The War on 'Defective' Children

Genetic Selection
In the 1998 film Gattaca, the hero says that he will never know what possessed his mother to put her faith in God instead of a geneticist.

That’s because, in this science-fiction film, he lives in a world where prospective parents can screen their would-be children for “defects” before they are implanted in the womb. In this world, “defects” aren’t limited to life-threatening conditions; they also include things like near-sightedness.

In the world of Gattaca, people who weren’t screened before birth form a permanent underclass called “in-valids.”

Since the film’s release, the biotech industry and their paid shills have insisted that Gattaca is fiction and that nothing like that could happen in real life. Well, something like it just did.
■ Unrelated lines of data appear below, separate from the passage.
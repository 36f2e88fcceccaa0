// src/classify.rs
//! Keyword fallback classifier for articles the provider did not tag.
//!
//! Matching is case-insensitive whole-word/phrase containment over
//! `title + description + body`; each keyword also matches its plain `s`
//! plural. The first category in declared order with
//! any matching keyword wins; match counts are never compared.

use regex::Regex;

use crate::ingest::types::RawArticle;
use crate::model::Category;

const TECH: &[&str] = &[
    "technology",
    "tech",
    "software",
    "startup",
    "smartphone",
    "chip",
    "semiconductor",
    "gadget",
    "cybersecurity",
    "cloud computing",
];
const FINANCE: &[&str] = &[
    "stock",
    "stock market",
    "finance",
    "financial",
    "investment",
    "investor",
    "bank",
    "venture capital",
    "earnings",
    "economy",
    "funding",
];
const SCIENCE: &[&str] = &[
    "science",
    "scientific",
    "scientist",
    "research",
    "researcher",
    "space",
    "nasa",
    "physics",
    "quantum",
    "astronomy",
    "climate",
];
const HEALTH: &[&str] = &[
    "health",
    "healthcare",
    "medical",
    "medicine",
    "hospital",
    "vaccine",
    "disease",
    "patient",
    "clinical",
    "drug",
];
const AI: &[&str] = &[
    "artificial intelligence",
    "machine learning",
    "ai",
    "neural network",
    "deep learning",
    "chatgpt",
    "openai",
    "llm",
];

pub fn default_keywords(category: Category) -> &'static [&'static str] {
    match category {
        Category::Tech => TECH,
        Category::Finance => FINANCE,
        Category::Science => SCIENCE,
        Category::Health => HEALTH,
        Category::Ai => AI,
    }
}

#[derive(Debug, Clone)]
pub struct CategoryClassifier {
    rules: Vec<(Category, Regex)>,
}

impl Default for CategoryClassifier {
    fn default() -> Self {
        Self::from_table(
            Category::ALL
                .into_iter()
                .map(|c| (c, default_keywords(c).iter().map(|k| k.to_string()).collect())),
        )
    }
}

impl CategoryClassifier {
    /// Build from an ordered `(category, keywords)` table; order is the tie-break.
    /// Categories with no usable keywords never match.
    pub fn from_table<I>(table: I) -> Self
    where
        I: IntoIterator<Item = (Category, Vec<String>)>,
    {
        let rules = table
            .into_iter()
            .filter_map(|(cat, kws)| compile_keywords(&kws).map(|re| (cat, re)))
            .collect();
        Self { rules }
    }

    pub fn classify(&self, article: &RawArticle) -> Option<Category> {
        let haystack = format!(
            "{} {} {}",
            article.title,
            article.description.as_deref().unwrap_or_default(),
            article.content.as_deref().unwrap_or_default()
        );
        self.classify_text(&haystack)
    }

    pub fn classify_text(&self, text: &str) -> Option<Category> {
        self.rules
            .iter()
            .find(|(_, re)| re.is_match(text))
            .map(|(cat, _)| *cat)
    }
}

fn compile_keywords(keywords: &[String]) -> Option<Regex> {
    let alts: Vec<String> = keywords
        .iter()
        .map(|k| k.trim())
        .filter(|k| !k.is_empty())
        .map(|k| {
            // "machine  learning" also matches across any whitespace run
            k.split_whitespace()
                .map(regex::escape)
                .collect::<Vec<_>>()
                .join(r"\s+")
                + "s?"
        })
        .collect();
    if alts.is_empty() {
        return None;
    }
    let pattern = format!(r"(?i)\b(?:{})\b", alts.join("|"));
    match Regex::new(&pattern) {
        Ok(re) => Some(re),
        Err(e) => {
            tracing::warn!(error = %e, "classifier keyword pattern rejected");
            None
        }
    }
}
In May, Britain’s Human Fertilisation and Embryology Authority authorized a London clinic to screen for a condition called “squint.”

Squint causes the affected eye to look inwards or outwards instead of straight ahead. Squint can be treated various ways: eyeglasses, temporary patches, eye drops and, in the most severe cases, surgery.

The Authority’s ruling was in response to a businessman who has this condition and his wife, who “[wanted] to ensure they do not have a severely cross-eyed child.”

The clinic will employ a technique known as preimplantation genetic diagnosis (PGD). Previously, PGD had been limited to cases involving “life-shortening conditions such as cystic fibrosis and fatal blood disorders.” Then the uses of PGD began to expand. Doctors have used it to screen for genetic evidence of possible adult diseases like cancer and early-onset Alzheimer’s.